So, we know being in the pet services industry means a possible strike up in revenues. Human cemeteries around the world are now considering dipping into the pet industry market. David and Kristen McVeigh-Parente, owners of McVeigh Funeral Home in Albany, NY, considered adding new services to their 4th generation cemetery. Their logic is simple for investing in this industry. Families treat their pet as a part of the family, so they should receive the same treatment. ‘ “We will bring the knowledge, skill set and respect that we offer humans to beloved pets” ’ stated David Parente.
It’s not as easy as just building a place to do solely pet cremations. There are many rules and guidelines to follow, making this investment a little tricky. The McVeigh’s experienced a bump in the road when they put in a request to convert a garage into a crematorium! Many red flags arose not only from the state but the surrounding community. For starters, as Grondahl noted, the state law prevents a licensed funeral home from owning a crematorium. In addition, the community had concerns about chemical discharges and noxious odors. An investor should always review the rules and guidelines of his/her state before moving forward with building.

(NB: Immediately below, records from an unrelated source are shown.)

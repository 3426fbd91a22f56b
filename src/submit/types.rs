//! Payloads exchanged with the submission and generation collaborators.

use crate::export::{ExportError, data_url};
use serde::{Deserialize, Serialize};
use thiserror::Error;

/// A labelled handwriting sample bound for a storage backend.
#[derive(Debug, Clone, PartialEq, Eq, Serialize, Deserialize)]
pub struct TrainingSample {
    /// What was drawn. Any non-empty string; length policy belongs to the backend.
    pub label: String,
    /// `data:image/png;base64,...` export of the surface
    pub image: String,
    /// Contributor name
    pub user: String,
}

impl TrainingSample {
    /// Checks the request the way the storage endpoint does before accepting it.
    pub fn validate(&self) -> Result<(), ServiceError> {
        if self.label.is_empty() {
            return Err(ServiceError::MissingField("label"));
        }
        if self.image.is_empty() {
            return Err(ServiceError::MissingField("image"));
        }
        if self.user.is_empty() {
            return Err(ServiceError::MissingField("user"));
        }
        if !data_url::is_png_data_url(&self.image) {
            return Err(ServiceError::InvalidImage(
                "image is not a PNG data URL".to_string(),
            ));
        }
        Ok(())
    }

    /// Decodes the embedded PNG.
    pub fn png_bytes(&self) -> Result<Vec<u8>, ServiceError> {
        Ok(data_url::decode_png(&self.image)?)
    }
}

/// Acknowledgement returned by a sink after storing a sample.
#[derive(Debug, Clone, PartialEq, Eq, Serialize, Deserialize)]
pub struct SubmissionReceipt {
    /// Backend identifier of the stored file
    #[serde(rename = "fileId")]
    pub file_id: String,
}

/// Request for a generated image of one character.
#[derive(Debug, Clone, PartialEq, Eq, Serialize, Deserialize)]
pub struct GenerateRequest {
    pub character: String,
}

/// Successful generation response carrying a raw base64 PNG.
#[derive(Debug, Clone, PartialEq, Eq, Serialize, Deserialize)]
pub struct GenerateResponse {
    #[serde(alias = "image_base64")]
    pub image: String,
}

/// Error body returned by either collaborator.
#[derive(Debug, Clone, PartialEq, Eq, Serialize, Deserialize)]
pub struct ErrorDetail {
    #[serde(alias = "error")]
    pub detail: String,
}

/// Errors surfaced to the host when talking to a collaborator.
#[derive(Debug, Error)]
pub enum ServiceError {
    #[error("Missing required field '{0}'")]
    MissingField(&'static str),

    #[error("Nothing has been drawn yet")]
    EmptyDrawing,

    #[error("Invalid image: {0}")]
    InvalidImage(String),

    #[error("{detail}")]
    Rejected { detail: String },

    #[error("Export failed: {0}")]
    Export(#[from] ExportError),

    #[error("Storage I/O failed: {0}")]
    Io(#[from] std::io::Error),

    #[error("Malformed payload: {0}")]
    Json(#[from] serde_json::Error),
}

impl From<ErrorDetail> for ServiceError {
    fn from(error: ErrorDetail) -> Self {
        ServiceError::Rejected {
            detail: error.detail,
        }
    }
}

#[cfg(test)]
mod tests {
    use super::*;

    fn sample() -> TrainingSample {
        TrainingSample {
            label: "a".into(),
            image: "data:image/png;base64,AAAA".into(),
            user: "sam".into(),
        }
    }

    #[test]
    fn complete_sample_validates() {
        sample().validate().unwrap();
    }

    #[test]
    fn each_missing_field_is_named() {
        for (field, mutate) in [
            ("label", (|s: &mut TrainingSample| s.label.clear()) as fn(&mut TrainingSample)),
            ("image", |s| s.image.clear()),
            ("user", |s| s.user.clear()),
        ] {
            let mut s = sample();
            mutate(&mut s);
            match s.validate() {
                Err(ServiceError::MissingField(name)) => assert_eq!(name, field),
                other => panic!("expected missing {field}, got {other:?}"),
            }
        }
    }

    #[test]
    fn non_png_image_is_rejected() {
        let mut s = sample();
        s.image = "data:image/jpeg;base64,AAAA".into();
        assert!(matches!(s.validate(), Err(ServiceError::InvalidImage(_))));
    }

    #[test]
    fn multi_character_labels_are_allowed() {
        let mut s = sample();
        s.label = "th".into();
        s.validate().unwrap();
    }

    #[test]
    fn payloads_use_wire_names() {
        let receipt = serde_json::to_value(SubmissionReceipt {
            file_id: "42".into(),
        })
        .unwrap();
        assert_eq!(receipt, serde_json::json!({ "fileId": "42" }));

        let response: GenerateResponse =
            serde_json::from_str(r#"{"image_base64":"QUJD"}"#).unwrap();
        assert_eq!(response.image, "QUJD");

        let detail: ErrorDetail = serde_json::from_str(r#"{"error":"quota"}"#).unwrap();
        assert_eq!(ServiceError::from(detail).to_string(), "quota");
    }
}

While pending approval from the city, the McVeigh- Parente’s presented their plans to surrounding neighbors, neighborhood association, and a Common Council member. Brad Glass, Albany land use planner, stated in the interview, “We need to do our due diligence and make sure it’s not going to impact the surrounding residents”. Community concerns should be taken into account when anyone is dealing with not only human, also pet cremations as well.
Many pet crematories purchase their equipment from Matthews International. According to Grondahl, the McVeigh-Parente’s plan on doing the same. This company offers state of the art equipment for crematories. Catering to pets of all sizes and humans as well. Most importantly, Matthews International’s equipment has ‘guaranteed environmental acceptance’, tackling the issue of chemical discharges among communities. Another upcoming safe and environmental friendly way of cremation is Alkaline-Hydrolysis. Click Here to read more!
The McVeigh-Parente’s, along with many other individuals who want to open a pet crematory, learned they will have to do a bulk of work before construction even begins. Some of these include:
· Checking to see the legal issues affiliated with opening a business
· Environmental concerns
· Community involvement
And many more!
What issues have you encountered in regards to location when opening your crematory?